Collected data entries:
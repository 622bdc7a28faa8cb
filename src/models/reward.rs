//! Reward model construction.
//!
//! The reward of taking action `a` while the tracked point sits in voxel `i`
//! combines a repulsive-potential penalty for proximity to the point and a
//! centering term rewarding actions whose predicted outcome keeps the point
//! within view.

use nalgebra::{DMatrix, Point3};
use rayon::prelude::*;

use crate::actions::ActionSet;
use crate::engine::config::RewardConfig;
use crate::geometry::CameraIntrinsics;
use crate::grid::VoxelGrid;
use crate::motion::{MotionPredictor, RobotMotion};

/// Artificial-potential-field penalty for proximity to the tracked point.
///
/// Zero at or beyond `max_distance`; below it the penalty grows without
/// bound as the distance to the point approaches zero:
/// `0.5 * gain * (1/d - 1/max_distance)^2`.
pub fn repulsive_potential(point: &Point3<f64>, gain: f64, max_distance: f64) -> f64 {
    let dist = point.coords.norm();
    if dist >= max_distance {
        return 0.0;
    }
    0.5 * gain * (1.0 / dist - 1.0 / max_distance).powi(2)
}

/// Build the `N x M` reward matrix.
///
/// `reward(i, a) = -repulsive_potential(metric(i)) + centering_term(i, a)`
/// where the centering term is the negative weighted Manhattan offset of the
/// action-propagated point from the volume center. Predictions leaving the
/// volume take the worst in-view penalty so an out-of-view outcome is never
/// preferred over any in-view one; the absorbing source row gets the same
/// worst-case term with no repulsion.
pub fn build_reward_model(
    grid: &VoxelGrid,
    intrinsics: &CameraIntrinsics,
    predictor: &dyn MotionPredictor,
    actions: &ActionSet,
    config: &RewardConfig,
    lookahead: f64,
) -> DMatrix<f64> {
    let n = grid.num_states();
    let m = actions.len();

    let center = volume_center(grid);
    let worst = worst_offset(grid, config);

    let rows: Vec<Vec<f64>> = (0..n)
        .into_par_iter()
        .map(|i| {
            let metric = grid
                .index_to_coordinate(i)
                .map(|c| intrinsics.pixel_to_metric(c.x, c.y, c.z));

            let repulsion = metric.as_ref().map_or(0.0, |p| {
                repulsive_potential(p, config.repulsion_gain, config.repulsion_max_distance)
            });

            actions
                .iter()
                .map(|action| {
                    let centering = match &metric {
                        Some(p) => centering_term(
                            grid, intrinsics, predictor, p, action, lookahead, &center, worst,
                            config,
                        ),
                        None => -worst,
                    };
                    -repulsion + centering
                })
                .collect()
        })
        .collect();

    let mut flat = Vec::with_capacity(n * m);
    for row in rows {
        flat.extend_from_slice(&row);
    }
    DMatrix::from_row_slice(n, m, &flat)
}

/// Pixel-space center of the sensed volume.
fn volume_center(grid: &VoxelGrid) -> Point3<f64> {
    Point3::new(
        grid.width() as f64 * grid.pixel_step() / 2.0,
        grid.height() as f64 * grid.pixel_step() / 2.0,
        (grid.min_depth() + grid.max_depth()) / 2.0,
    )
}

/// Largest weighted offset reachable inside the volume: the half extents.
fn worst_offset(grid: &VoxelGrid, config: &RewardConfig) -> f64 {
    let q = &config.centering_weights;
    q.x * grid.width() as f64 * grid.pixel_step() / 2.0
        + q.y * grid.height() as f64 * grid.pixel_step() / 2.0
        + q.z * (grid.max_depth() - grid.min_depth()) / 2.0
}

#[allow(clippy::too_many_arguments)]
fn centering_term(
    grid: &VoxelGrid,
    intrinsics: &CameraIntrinsics,
    predictor: &dyn MotionPredictor,
    metric: &Point3<f64>,
    action: &nalgebra::Vector3<f64>,
    lookahead: f64,
    center: &Point3<f64>,
    worst: f64,
    config: &RewardConfig,
) -> f64 {
    let motion = RobotMotion::from_action(action);
    let moved = predictor.propagate(metric, &motion, lookahead);
    if moved.z <= 0.0 {
        return -worst;
    }

    let pixel = intrinsics.metric_to_pixel(&moved);
    if grid.coordinate_to_index(&pixel) == grid.absorbing_index() {
        return -worst;
    }

    let q = &config.centering_weights;
    -(q.x * (pixel.x - center.x).abs()
        + q.y * (pixel.y - center.y).abs()
        + q.z * (pixel.z - center.z).abs())
}

#[cfg(test)]
mod tests {
    use super::*;
    use crate::engine::config::{ActionBounds, GridConfig};
    use crate::motion::ConstantVelocityEuler;
    use nalgebra::Vector3;

    #[test]
    fn test_repulsive_potential_support() {
        let gain = 2.0;
        let max = 1.5;
        // zero at and beyond the cutoff
        assert_eq!(
            repulsive_potential(&Point3::new(1.5, 0.0, 0.0), gain, max),
            0.0
        );
        assert_eq!(
            repulsive_potential(&Point3::new(0.0, 0.0, 3.0), gain, max),
            0.0
        );
        // strictly positive below it
        assert!(repulsive_potential(&Point3::new(0.0, 0.0, 1.0), gain, max) > 0.0);
    }

    #[test]
    fn test_repulsive_potential_monotone_below_cutoff() {
        let gain = 1.0;
        let max = 2.0;
        let mut last = f64::INFINITY;
        for d in [0.1, 0.25, 0.5, 1.0, 1.5, 1.9] {
            let pot = repulsive_potential(&Point3::new(0.0, 0.0, d), gain, max);
            assert!(pot < last, "potential not decreasing at distance {}", d);
            last = pot;
        }
    }

    fn small_setup() -> (VoxelGrid, CameraIntrinsics, ActionSet) {
        let grid = VoxelGrid::new(&GridConfig {
            image_width: 4,
            image_height: 4,
            pixel_step: 1.0,
            min_depth: 0.0,
            max_depth: 4.0,
            depth_step: 1.0,
        })
        .unwrap();
        let intrinsics = CameraIntrinsics::new(2.0, 2.0, 2.0, 2.0);
        let actions = ActionSet::enumerate(&ActionBounds {
            min: Vector3::new(0.0, -0.2, 0.0),
            max: Vector3::new(0.4, 0.2, 0.0),
            step: Vector3::new(0.4, 0.2, 1.0),
        });
        (grid, intrinsics, actions)
    }

    #[test]
    fn test_reward_shape_and_finiteness() {
        let (grid, intrinsics, actions) = small_setup();
        let config = RewardConfig::default();
        let model = build_reward_model(
            &grid,
            &intrinsics,
            &ConstantVelocityEuler,
            &actions,
            &config,
            0.5,
        );
        assert_eq!(model.nrows(), grid.num_states());
        assert_eq!(model.ncols(), actions.len());
        assert!(model.iter().all(|r| r.is_finite()));
    }

    #[test]
    fn test_absorbing_row_is_uniform_worst_centering() {
        let (grid, intrinsics, actions) = small_setup();
        let config = RewardConfig::default();
        let model = build_reward_model(
            &grid,
            &intrinsics,
            &ConstantVelocityEuler,
            &actions,
            &config,
            0.5,
        );
        let row = model.row(grid.absorbing_index());
        let first = row[0];
        assert!(row.iter().all(|&r| (r - first).abs() < 1e-12));
        assert!(first < 0.0);
    }

    #[test]
    fn test_close_voxels_are_penalized() {
        let (grid, intrinsics, actions) = small_setup();
        let config = RewardConfig {
            repulsion_gain: 1.0,
            repulsion_max_distance: 2.0,
            centering_weights: Vector3::new(0.0, 0.0, 0.0),
        };
        let model = build_reward_model(
            &grid,
            &intrinsics,
            &ConstantVelocityEuler,
            &actions,
            &config,
            0.0,
        );
        // with centering weights zeroed only repulsion remains: the nearest
        // depth slab must score below the farthest one
        let near = 0;
        let far = grid.width() * grid.height() * (grid.depth() - 1);
        assert!(model[(near, 0)] < model[(far, 0)]);
    }
}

Goal of the exercise |
Return, line for line and unchanged, the data from its first line through the line containing "gain * (1/d".

Task solution |
repository 622bdc7a28faa8cb
filename src/models/reward.rs
//! Reward model construction.
//!
//! The reward of taking action `a` while the tracked point sits in voxel `i`
//! combines a repulsive-potential penalty for proximity to the point and a
//! centering term rewarding actions whose predicted outcome keeps the point
//! within view.

use nalgebra::{DMatrix, Point3};
use rayon::prelude::*;

use crate::actions::ActionSet;
use crate::engine::config::RewardConfig;
use crate::geometry::CameraIntrinsics;
use crate::grid::VoxelGrid;
use crate::motion::{MotionPredictor, RobotMotion};

/// Artificial-potential-field penalty for proximity to the tracked point.
///
/// Zero at or beyond `max_distance`; below it the penalty grows without
/// bound as the distance to the point approaches zero:
/// `0.5 * gain * (1/d - 1/max_distance)^2`.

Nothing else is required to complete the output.